A study published in recent nutrition journal shows tanning indoors raises a person’s vitamin D levels and bone mineral density, giving them a leg up in the fight against diseases such as cancer and osteoporosis. The findings were published in the December 2004 issue of the American Journal of Clinical Nutrition.

Researchers, led by Dr. Michael Holick of the Boston University School of Medicine, sought to determine whether people who tan indoors have higher levels of vitamin D than those who don’t tan indoors, and whether higher levels of vitamin D correlates to higher bone mineral density (BMD).

The team tested 50 subjects who used a tanning bed at least once a week, and 106 subjects who did not. Each participant gave a blood sample to be tested for vitamin D levels and parathyroid hormone concentrations, and each underwent BMD testing of the hip and spine.

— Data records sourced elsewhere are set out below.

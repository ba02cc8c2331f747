//! Data structures and types for iptvtui
//!
//! Contains all shared models used across the application organized by domain:
//! - **Content**: tabs, catalog items, and categories from the backend
//! - **Search**: cross-type search result sets
//! - **Session**: provider credentials and connection status

use serde::{Deserialize, Deserializer, Serialize};
use std::fmt;

// =============================================================================
// Content Models
// =============================================================================

/// The three content domains served by the backend
#[derive(Debug, Clone, Copy, PartialEq, Eq, Hash, Serialize, Deserialize)]
#[serde(rename_all = "lowercase")]
pub enum ContentType {
    Live,
    Vod,
    Series,
}

impl ContentType {
    /// All tabs in display order
    pub const ALL: [ContentType; 3] = [ContentType::Live, ContentType::Vod, ContentType::Series];

    /// Path segment used by the backend routes
    pub fn as_str(&self) -> &'static str {
        match self {
            ContentType::Live => "live",
            ContentType::Vod => "vod",
            ContentType::Series => "series",
        }
    }

    /// Human-readable tab label
    pub fn label(&self) -> &'static str {
        match self {
            ContentType::Live => "Live TV",
            ContentType::Vod => "Movies",
            ContentType::Series => "Series",
        }
    }

    /// Next tab to the right, wrapping around
    pub fn next(&self) -> ContentType {
        match self {
            ContentType::Live => ContentType::Vod,
            ContentType::Vod => ContentType::Series,
            ContentType::Series => ContentType::Live,
        }
    }

    /// Previous tab to the left, wrapping around
    pub fn prev(&self) -> ContentType {
        match self {
            ContentType::Live => ContentType::Series,
            ContentType::Vod => ContentType::Live,
            ContentType::Series => ContentType::Vod,
        }
    }
}

impl fmt::Display for ContentType {
    fn fmt(&self, f: &mut fmt::Formatter<'_>) -> fmt::Result {
        write!(f, "{}", self.as_str())
    }
}

/// A named grouping of content items within one tab
#[derive(Debug, Clone, PartialEq, Eq, Serialize, Deserialize)]
pub struct Category {
    #[serde(deserialize_with = "string_or_number")]
    pub category_id: String,
    pub category_name: String,
}

/// A catalog item: live channel, VOD movie, or series show.
///
/// Live and VOD items carry `stream_id`; series carry `series_id`. Ids are
/// per-type namespaces and may collide numerically across tabs.
#[derive(Debug, Clone, Default, PartialEq, Serialize, Deserialize)]
pub struct ContentItem {
    #[serde(default)]
    pub stream_id: Option<u64>,
    #[serde(default)]
    pub series_id: Option<u64>,
    pub name: String,
    #[serde(default, deserialize_with = "opt_string_or_number")]
    pub category_id: Option<String>,
    #[serde(default)]
    pub category_name: Option<String>,
    #[serde(default)]
    pub stream_icon: Option<String>,
    /// Playable URL, attached by the backend for live and VOD items
    #[serde(default)]
    pub stream_url: Option<String>,
}

impl ContentItem {
    /// Unified identity within the item's own content-type collection
    pub fn id(&self) -> u64 {
        self.stream_id.or(self.series_id).unwrap_or(0)
    }

    /// Whether this item can be handed to a player directly
    pub fn is_playable(&self) -> bool {
        self.stream_url.as_deref().map(|u| !u.is_empty()).unwrap_or(false)
    }
}

impl fmt::Display for ContentItem {
    fn fmt(&self, f: &mut fmt::Formatter<'_>) -> fmt::Result {
        write!(f, "{}", self.name)
    }
}

// =============================================================================
// Search Models
// =============================================================================

/// Cross-type search results, one slice per tab. Ephemeral: recomputed per
/// query and discarded when the query is cleared.
#[derive(Debug, Clone, Default, Serialize, Deserialize)]
pub struct SearchResults {
    #[serde(default)]
    pub live: Vec<ContentItem>,
    #[serde(default)]
    pub vod: Vec<ContentItem>,
    #[serde(default)]
    pub series: Vec<ContentItem>,
}

impl SearchResults {
    /// The result slice for one tab
    pub fn for_tab(&self, tab: ContentType) -> &[ContentItem] {
        match tab {
            ContentType::Live => &self.live,
            ContentType::Vod => &self.vod,
            ContentType::Series => &self.series,
        }
    }

    pub fn total(&self) -> usize {
        self.live.len() + self.vod.len() + self.series.len()
    }
}

// =============================================================================
// Session Models
// =============================================================================

/// Provider credentials, persisted as a single JSON blob
#[derive(Debug, Clone, PartialEq, Eq, Serialize, Deserialize)]
pub struct Credential {
    #[serde(default)]
    pub playlist_name: Option<String>,
    pub username: String,
    pub password: String,
    pub server_url: String,
}

impl Credential {
    /// Validate required fields. The store itself never validates; this is
    /// for the setup form and CLI before a credential enters the system.
    pub fn validate(&self) -> Result<(), &'static str> {
        if self.username.trim().is_empty() {
            return Err("Username is required");
        }
        if self.password.trim().is_empty() {
            return Err("Password is required");
        }
        if self.server_url.trim().is_empty() {
            return Err("Server URL is required");
        }
        if !self.server_url.starts_with("http://") && !self.server_url.starts_with("https://") {
            return Err("Server URL must start with http:// or https://");
        }
        Ok(())
    }
}

/// Connection status reported in the status bar
#[derive(Debug, Clone, Copy, PartialEq, Eq, Default)]
pub enum ConnectionStatus {
    #[default]
    Disconnected,
    Connecting,
    Connected,
    Demo,
    Error,
}

impl ConnectionStatus {
    pub fn label(&self) -> &'static str {
        match self {
            ConnectionStatus::Disconnected => "disconnected",
            ConnectionStatus::Connecting => "connecting...",
            ConnectionStatus::Connected => "connected",
            ConnectionStatus::Demo => "demo mode",
            ConnectionStatus::Error => "connection error",
        }
    }

    /// Whether the retry-connection affordance should be offered
    pub fn can_retry(&self) -> bool {
        matches!(self, ConnectionStatus::Error | ConnectionStatus::Disconnected)
    }
}

impl fmt::Display for ConnectionStatus {
    fn fmt(&self, f: &mut fmt::Formatter<'_>) -> fmt::Result {
        write!(f, "{}", self.label())
    }
}

// =============================================================================
// Serde Helpers
// =============================================================================

// Providers are inconsistent about numeric ids: some send "5", some send 5.
fn string_or_number<'de, D>(deserializer: D) -> Result<String, D::Error>
where
    D: Deserializer<'de>,
{
    #[derive(Deserialize)]
    #[serde(untagged)]
    enum Raw {
        Str(String),
        Num(i64),
    }

    Ok(match Raw::deserialize(deserializer)? {
        Raw::Str(s) => s,
        Raw::Num(n) => n.to_string(),
    })
}

fn opt_string_or_number<'de, D>(deserializer: D) -> Result<Option<String>, D::Error>
where
    D: Deserializer<'de>,
{
    #[derive(Deserialize)]
    #[serde(untagged)]
    enum Raw {
        Str(String),
        Num(i64),
    }

    Ok(match Option::<Raw>::deserialize(deserializer)? {
        Some(Raw::Str(s)) => Some(s),
        Some(Raw::Num(n)) => Some(n.to_string()),
        None => None,
    })
}

// =============================================================================
// Unit Tests
// =============================================================================

#[cfg(test)]
mod tests {
    use super::*;

    #[test]
    fn test_content_type_round() {
        for tab in ContentType::ALL {
            assert_eq!(tab.next().prev(), tab);
            assert_eq!(tab.prev().next(), tab);
        }
    }

    #[test]
    fn test_content_item_id_namespaces() {
        let live: ContentItem = serde_json::from_str(
            r#"{"stream_id": 7, "name": "News 24", "category_id": "2"}"#,
        )
        .unwrap();
        let show: ContentItem = serde_json::from_str(
            r#"{"series_id": 7, "name": "Some Show", "category_id": 2}"#,
        )
        .unwrap();

        assert_eq!(live.id(), 7);
        assert_eq!(show.id(), 7);
        assert_eq!(live.category_id.as_deref(), Some("2"));
        assert_eq!(show.category_id.as_deref(), Some("2"));
        assert!(!show.is_playable());
    }

    #[test]
    fn test_category_numeric_id() {
        let cat: Category =
            serde_json::from_str(r#"{"category_id": 12, "category_name": "Sports"}"#).unwrap();
        assert_eq!(cat.category_id, "12");
    }

    #[test]
    fn test_credential_validation() {
        let mut cred = Credential {
            playlist_name: None,
            username: "u".into(),
            password: "p".into(),
            server_url: "http://x.com".into(),
        };
        assert!(cred.validate().is_ok());

        cred.server_url = "ftp://x.com".into();
        assert!(cred.validate().is_err());

        cred.server_url = "https://x.com".into();
        cred.username = "  ".into();
        assert!(cred.validate().is_err());
    }

    #[test]
    fn test_search_results_slices() {
        let results = SearchResults {
            live: vec![ContentItem {
                stream_id: Some(1),
                name: "A".into(),
                ..Default::default()
            }],
            vod: vec![],
            series: vec![],
        };
        assert_eq!(results.for_tab(ContentType::Live).len(), 1);
        assert!(results.for_tab(ContentType::Vod).is_empty());
        assert_eq!(results.total(), 1);
    }
}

Subjects who used tanning beds were found to have vitamin D concentrations 90 percent higher and BMD scores “significantly higher” than non-tanners.

The study concludes: “The regular use of a tanning bed that emits vitamin D-producing ultraviolet radiation is associated with higher 25(OH)D [vitamin D] concentrations and thus may have a benefit for the skeleton.”

Vitamin D, which is rare in the diet, is produced in the body when skin is exposed to ultraviolet light. It is believed that healthy doses of the vitamin help the body ward off a host of maladies in the young and old--namely cancer, diabetes, hypertension and osteoporosis.

Holick discovered the active form of vitamin D in the 1970s and is widely regarded as the world’s leading expert on vitamin D. In 2004 he was given a $50,000 grant from the UV Foundation for Education and Research to continue his ongoing research concerning the potential health benefits of brief exposure to sunshine.